[Saved entries]
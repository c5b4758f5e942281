//! # Event Bus
//!
//! Priority-ordered publish/subscribe. Everything else in the core is built
//! on it: the scheduler parks `OnEvent` waits here, the pipeline registers
//! interceptors here.
//!
//! ## Ordering
//!
//! ```text
//! kind -> [ p=1000 #3 | p=0 #1 | p=0 #4 | p=-1000 #2 ]
//!          descending priority, registration order among equals
//! ```
//!
//! ## Re-entrancy
//!
//! Handler tables are copy-on-write. A publish walks the snapshot taken when
//! it started, so handlers may subscribe, unsubscribe or publish again while
//! it runs. A removed subscription is deactivated before it leaves the table
//! and is never invoked afterwards, not even by a publish already in flight.
//! A handler that publishes its own kind again is skipped by the nested
//! publish instead of being entered twice.

use std::collections::HashMap;
use std::sync::atomic::{AtomicBool, AtomicU64, Ordering};
use std::sync::Arc;

use cadence_shared::{OwnerId, Priority};
use parking_lot::{Mutex, RwLock};
use tracing::{trace, warn};

use crate::error::HandlerResult;
use crate::event::{CancelPolicy, Event, EventKind, Phase};

/// Boxed event handler. `C` is the context handed to every handler.
pub type Handler<C> = Box<dyn FnMut(&mut Event, &C) -> HandlerResult + Send>;

/// Handle to one subscription, returned at registration.
#[derive(Clone, Copy, Debug, PartialEq, Eq, Hash)]
pub struct SubscriptionHandle {
    id: u64,
    kind: EventKind,
    owner: OwnerId,
}

impl SubscriptionHandle {
    /// Event kind the subscription listens to.
    #[must_use]
    pub const fn kind(&self) -> EventKind {
        self.kind
    }

    /// Owner of the subscription.
    #[must_use]
    pub const fn owner(&self) -> OwnerId {
        self.owner
    }
}

/// What a subscription listens to.
#[derive(Clone, Copy, Debug, PartialEq, Eq)]
pub struct SubscriptionSpec {
    /// Owning module.
    pub owner: OwnerId,
    /// Event kind.
    pub kind: EventKind,
    /// Invocation priority, higher first.
    pub priority: Priority,
    /// Only events of this phase are delivered.
    pub phase: Option<Phase>,
}

impl SubscriptionSpec {
    /// Subscription at [`Priority::NORMAL`] without phase filter.
    #[must_use]
    pub const fn new(owner: OwnerId, kind: EventKind) -> Self {
        Self {
            owner,
            kind,
            priority: Priority::NORMAL,
            phase: None,
        }
    }

    /// Sets the priority.
    #[must_use]
    pub const fn with_priority(mut self, priority: Priority) -> Self {
        self.priority = priority;
        self
    }

    /// Sets the phase filter.
    #[must_use]
    pub const fn with_phase(mut self, phase: Phase) -> Self {
        self.phase = Some(phase);
        self
    }
}

struct Subscription<C> {
    id: u64,
    owner: OwnerId,
    priority: Priority,
    phase: Option<Phase>,
    active: AtomicBool,
    handler: Mutex<Handler<C>>,
}

type Table<C> = Arc<Vec<Arc<Subscription<C>>>>;

/// Priority-ordered publish/subscribe bus.
pub struct EventBus<C> {
    tables: RwLock<HashMap<EventKind, Table<C>>>,
    policies: RwLock<HashMap<EventKind, CancelPolicy>>,
    next_id: AtomicU64,
    faults: AtomicU64,
}

impl<C> EventBus<C> {
    /// Creates an empty bus.
    #[must_use]
    pub fn new() -> Self {
        Self {
            tables: RwLock::new(HashMap::new()),
            policies: RwLock::new(HashMap::new()),
            next_id: AtomicU64::new(1),
            faults: AtomicU64::new(0),
        }
    }

    /// Overrides the cancellation policy of a kind.
    pub fn declare_kind(&self, kind: EventKind, policy: CancelPolicy) {
        self.policies.write().insert(kind, policy);
    }

    /// Cancellation policy in effect for a kind.
    #[must_use]
    pub fn policy(&self, kind: EventKind) -> CancelPolicy {
        self.policies
            .read()
            .get(&kind)
            .copied()
            .unwrap_or_else(|| kind.default_policy())
    }

    /// Registers a handler.
    pub fn subscribe<F>(&self, spec: SubscriptionSpec, handler: F) -> SubscriptionHandle
    where
        F: FnMut(&mut Event, &C) -> HandlerResult + Send + 'static,
    {
        let id = self.next_id.fetch_add(1, Ordering::Relaxed);
        let subscription = Arc::new(Subscription {
            id,
            owner: spec.owner,
            priority: spec.priority,
            phase: spec.phase,
            active: AtomicBool::new(true),
            handler: Mutex::new(Box::new(handler)),
        });

        let mut tables = self.tables.write();
        let slot = tables.entry(spec.kind).or_default();
        let mut next = Vec::with_capacity(slot.len() + 1);
        next.extend(slot.iter().cloned());
        // Stable: a newcomer goes after every subscription of equal priority.
        let at = next.partition_point(|existing| existing.priority >= spec.priority);
        next.insert(at, subscription);
        *slot = Arc::new(next);

        trace!(owner = %spec.owner, kind = %spec.kind, priority = %spec.priority, id, "subscribed");
        SubscriptionHandle {
            id,
            kind: spec.kind,
            owner: spec.owner,
        }
    }

    /// Removes one subscription. Returns false if it was already gone.
    pub fn unsubscribe(&self, handle: SubscriptionHandle) -> bool {
        let mut tables = self.tables.write();
        let Some(slot) = tables.get_mut(&handle.kind) else {
            return false;
        };
        let Some(found) = slot.iter().find(|s| s.id == handle.id) else {
            return false;
        };
        found.active.store(false, Ordering::Release);
        let next: Vec<_> = slot.iter().filter(|s| s.id != handle.id).cloned().collect();
        *slot = Arc::new(next);
        true
    }

    /// Removes every subscription of an owner. Returns how many were removed.
    pub fn unsubscribe_all(&self, owner: OwnerId) -> usize {
        let mut removed = 0;
        let mut tables = self.tables.write();
        for slot in tables.values_mut() {
            if !slot.iter().any(|s| s.owner == owner) {
                continue;
            }
            let mut next = Vec::with_capacity(slot.len());
            for subscription in slot.iter() {
                if subscription.owner == owner {
                    subscription.active.store(false, Ordering::Release);
                    removed += 1;
                } else {
                    next.push(Arc::clone(subscription));
                }
            }
            *slot = Arc::new(next);
        }
        removed
    }

    /// Delivers an event to every matching subscription in priority order.
    ///
    /// Handler faults are logged and counted; the remaining handlers still
    /// run. For short-circuit kinds delivery stops once the event is
    /// cancelled or an interception decision was taken.
    ///
    /// Returns the number of handlers invoked.
    pub fn publish(&self, cx: &C, event: &mut Event) -> usize {
        let kind = event.kind();
        let Some(snapshot) = self.tables.read().get(&kind).cloned() else {
            return 0;
        };
        let short_circuit = self.policy(kind) == CancelPolicy::ShortCircuit;

        let mut invoked = 0;
        for subscription in snapshot.iter() {
            if short_circuit && event.is_settled() {
                trace!(%kind, "short-circuited");
                break;
            }
            if !subscription.active.load(Ordering::Acquire) {
                continue;
            }
            if subscription.phase.is_some_and(|phase| phase != event.phase()) {
                continue;
            }
            let Some(mut guard) = subscription.handler.try_lock() else {
                trace!(owner = %subscription.owner, %kind, "skipping re-entrant handler");
                continue;
            };
            let handler = &mut *guard;
            invoked += 1;
            if let Err(error) = handler(event, cx) {
                self.faults.fetch_add(1, Ordering::Relaxed);
                warn!(
                    owner = %subscription.owner,
                    %kind,
                    tick = %event.at(),
                    %error,
                    "event handler failed"
                );
            }
        }
        invoked
    }

    /// Number of live subscriptions for a kind.
    #[must_use]
    pub fn subscriber_count(&self, kind: EventKind) -> usize {
        self.tables.read().get(&kind).map_or(0, |slot| slot.len())
    }

    /// Number of live subscriptions across all kinds.
    #[must_use]
    pub fn len(&self) -> usize {
        self.tables.read().values().map(|slot| slot.len()).sum()
    }

    /// Returns true if nothing is subscribed.
    #[must_use]
    pub fn is_empty(&self) -> bool {
        self.len() == 0
    }

    /// Number of handler faults seen so far.
    #[must_use]
    pub fn faults(&self) -> u64 {
        self.faults.load(Ordering::Relaxed)
    }
}

impl<C> Default for EventBus<C> {
    fn default() -> Self {
        Self::new()
    }
}

#[cfg(test)]
mod tests {
    use super::*;
    use cadence_shared::{Action, Message, Origin};
    use parking_lot::Mutex as PlMutex;

    type Log = Arc<PlMutex<Vec<&'static str>>>;

    fn recorder(log: &Log, name: &'static str) -> impl FnMut(&mut Event, &()) -> HandlerResult {
        let log = Arc::clone(log);
        move |_, _| {
            log.lock().push(name);
            Ok(())
        }
    }

    #[test]
    fn test_priority_then_registration_order() {
        let bus = EventBus::<()>::new();
        let log = Log::default();
        let owner = OwnerId(0);

        bus.subscribe(SubscriptionSpec::new(owner, EventKind::Tick), recorder(&log, "normal-a"));
        bus.subscribe(
            SubscriptionSpec::new(owner, EventKind::Tick).with_priority(Priority::FIRST),
            recorder(&log, "first"),
        );
        bus.subscribe(SubscriptionSpec::new(owner, EventKind::Tick), recorder(&log, "normal-b"));
        bus.subscribe(
            SubscriptionSpec::new(owner, EventKind::Tick).with_priority(Priority::READ_FINAL_STATE),
            recorder(&log, "last"),
        );

        assert_eq!(bus.publish(&(), &mut Event::tick()), 4);
        assert_eq!(*log.lock(), ["first", "normal-a", "normal-b", "last"]);
    }

    #[test]
    fn test_phase_filter() {
        let bus = EventBus::<()>::new();
        let log = Log::default();
        let owner = OwnerId(0);

        bus.subscribe(
            SubscriptionSpec::new(owner, EventKind::PlayerTick).with_phase(Phase::Pre),
            recorder(&log, "pre"),
        );
        bus.subscribe(SubscriptionSpec::new(owner, EventKind::PlayerTick), recorder(&log, "any"));

        bus.publish(&(), &mut Event::player_tick(Phase::Post));
        assert_eq!(*log.lock(), ["any"]);
    }

    #[test]
    fn test_advisory_cancel_reaches_everyone() {
        let bus = EventBus::<()>::new();
        let log = Log::default();
        let owner = OwnerId(0);

        bus.subscribe(
            SubscriptionSpec::new(owner, EventKind::Tick).with_priority(Priority::FIRST),
            |event, _| {
                event.cancel();
                Ok(())
            },
        );
        bus.subscribe(SubscriptionSpec::new(owner, EventKind::Tick), recorder(&log, "observer"));

        let mut event = Event::tick();
        bus.publish(&(), &mut event);
        assert!(event.is_cancelled());
        assert_eq!(*log.lock(), ["observer"]);
    }

    #[test]
    fn test_short_circuit_stops_on_decision() {
        let bus = EventBus::<()>::new();
        let log = Log::default();
        let owner = OwnerId(4);
        let kind = EventKind::Intercept(Origin::Outbound);

        bus.subscribe(
            SubscriptionSpec::new(owner, kind).with_priority(Priority::SAFETY_FEATURE),
            move |event, _| {
                event.decide(Action::Queue, owner);
                Ok(())
            },
        );
        bus.subscribe(SubscriptionSpec::new(owner, kind), recorder(&log, "too late"));

        let mut event = Event::intercept(Origin::Outbound, Message::empty(7));
        assert_eq!(bus.publish(&(), &mut event), 1);
        assert_eq!(event.decision(), Action::Queue);
        assert!(log.lock().is_empty());
    }

    #[test]
    fn test_declared_policy_overrides_default() {
        let bus = EventBus::<()>::new();
        let log = Log::default();
        let owner = OwnerId(0);
        bus.declare_kind(EventKind::WorldChange, CancelPolicy::ShortCircuit);

        bus.subscribe(SubscriptionSpec::new(owner, EventKind::WorldChange), |event, _| {
            event.cancel();
            Ok(())
        });
        bus.subscribe(SubscriptionSpec::new(owner, EventKind::WorldChange), recorder(&log, "x"));

        bus.publish(&(), &mut Event::world_change());
        assert!(log.lock().is_empty());
    }

    #[test]
    fn test_fault_is_isolated() {
        let bus = EventBus::<()>::new();
        let log = Log::default();
        let owner = OwnerId(1);

        bus.subscribe(
            SubscriptionSpec::new(owner, EventKind::Tick).with_priority(Priority::FIRST),
            |_, _| Err("boom".into()),
        );
        bus.subscribe(SubscriptionSpec::new(owner, EventKind::Tick), recorder(&log, "after"));

        bus.publish(&(), &mut Event::tick());
        assert_eq!(*log.lock(), ["after"]);
        assert_eq!(bus.faults(), 1);
    }

    #[test]
    fn test_unsubscribe_all_during_publish() {
        let bus = Arc::new(EventBus::<()>::new());
        let log = Log::default();
        let victim = OwnerId(2);

        let inner = Arc::clone(&bus);
        bus.subscribe(
            SubscriptionSpec::new(OwnerId(1), EventKind::Tick).with_priority(Priority::FIRST),
            move |_, _| {
                inner.unsubscribe_all(victim);
                Ok(())
            },
        );
        bus.subscribe(SubscriptionSpec::new(victim, EventKind::Tick), recorder(&log, "victim"));

        bus.publish(&(), &mut Event::tick());
        assert!(log.lock().is_empty());
        assert_eq!(bus.subscriber_count(EventKind::Tick), 1);
    }

    #[test]
    fn test_subscribe_during_publish_waits_for_next() {
        let bus = Arc::new(EventBus::<()>::new());
        let log = Log::default();

        let inner = Arc::clone(&bus);
        let late = Arc::clone(&log);
        let mut done = false;
        bus.subscribe(SubscriptionSpec::new(OwnerId(1), EventKind::Tick), move |_, _| {
            if !done {
                done = true;
                inner.subscribe(
                    SubscriptionSpec::new(OwnerId(1), EventKind::Tick),
                    recorder(&late, "late"),
                );
            }
            Ok(())
        });

        bus.publish(&(), &mut Event::tick());
        assert!(log.lock().is_empty());
        bus.publish(&(), &mut Event::tick());
        assert_eq!(*log.lock(), ["late"]);
    }

    #[test]
    fn test_nested_publish_skips_running_handler() {
        let bus = Arc::new(EventBus::<()>::new());
        let calls = Arc::new(AtomicU64::new(0));

        let inner = Arc::clone(&bus);
        let counter = Arc::clone(&calls);
        bus.subscribe(SubscriptionSpec::new(OwnerId(1), EventKind::Tick), move |_, _| {
            counter.fetch_add(1, Ordering::Relaxed);
            inner.publish(&(), &mut Event::tick());
            Ok(())
        });

        bus.publish(&(), &mut Event::tick());
        assert_eq!(calls.load(Ordering::Relaxed), 1);
    }

    #[test]
    fn test_unsubscribe_handle() {
        let bus = EventBus::<()>::new();
        let handle = bus.subscribe(SubscriptionSpec::new(OwnerId(1), EventKind::Tick), |_, _| Ok(()));
        assert_eq!(bus.len(), 1);
        assert!(bus.unsubscribe(handle));
        assert!(!bus.unsubscribe(handle));
        assert!(bus.is_empty());
    }
}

*ASSIGNMENT:* Starting with the line above that holds "remaining handlers still" and stopping with the line that holds "across all kinds.", reproduce each line exactly, omitting all other lines.

*ANSWER TO THE PROBLEM:*
    /// Handler faults are logged and counted; the remaining handlers still
    /// run. For short-circuit kinds delivery stops once the event is
    /// cancelled or an interception decision was taken.
    ///
    /// Returns the number of handlers invoked.
    pub fn publish(&self, cx: &C, event: &mut Event) -> usize {
        let kind = event.kind();
        let Some(snapshot) = self.tables.read().get(&kind).cloned() else {
            return 0;
        };
        let short_circuit = self.policy(kind) == CancelPolicy::ShortCircuit;

        let mut invoked = 0;
        for subscription in snapshot.iter() {
            if short_circuit && event.is_settled() {
                trace!(%kind, "short-circuited");
                break;
            }
            if !subscription.active.load(Ordering::Acquire) {
                continue;
            }
            if subscription.phase.is_some_and(|phase| phase != event.phase()) {
                continue;
            }
            let Some(mut guard) = subscription.handler.try_lock() else {
                trace!(owner = %subscription.owner, %kind, "skipping re-entrant handler");
                continue;
            };
            let handler = &mut *guard;
            invoked += 1;
            if let Err(error) = handler(event, cx) {
                self.faults.fetch_add(1, Ordering::Relaxed);
                warn!(
                    owner = %subscription.owner,
                    %kind,
                    tick = %event.at(),
                    %error,
                    "event handler failed"
                );
            }
        }
        invoked
    }

    /// Number of live subscriptions for a kind.
    #[must_use]
    pub fn subscriber_count(&self, kind: EventKind) -> usize {
        self.tables.read().get(&kind).map_or(0, |slot| slot.len())
    }

    /// Number of live subscriptions across all kinds.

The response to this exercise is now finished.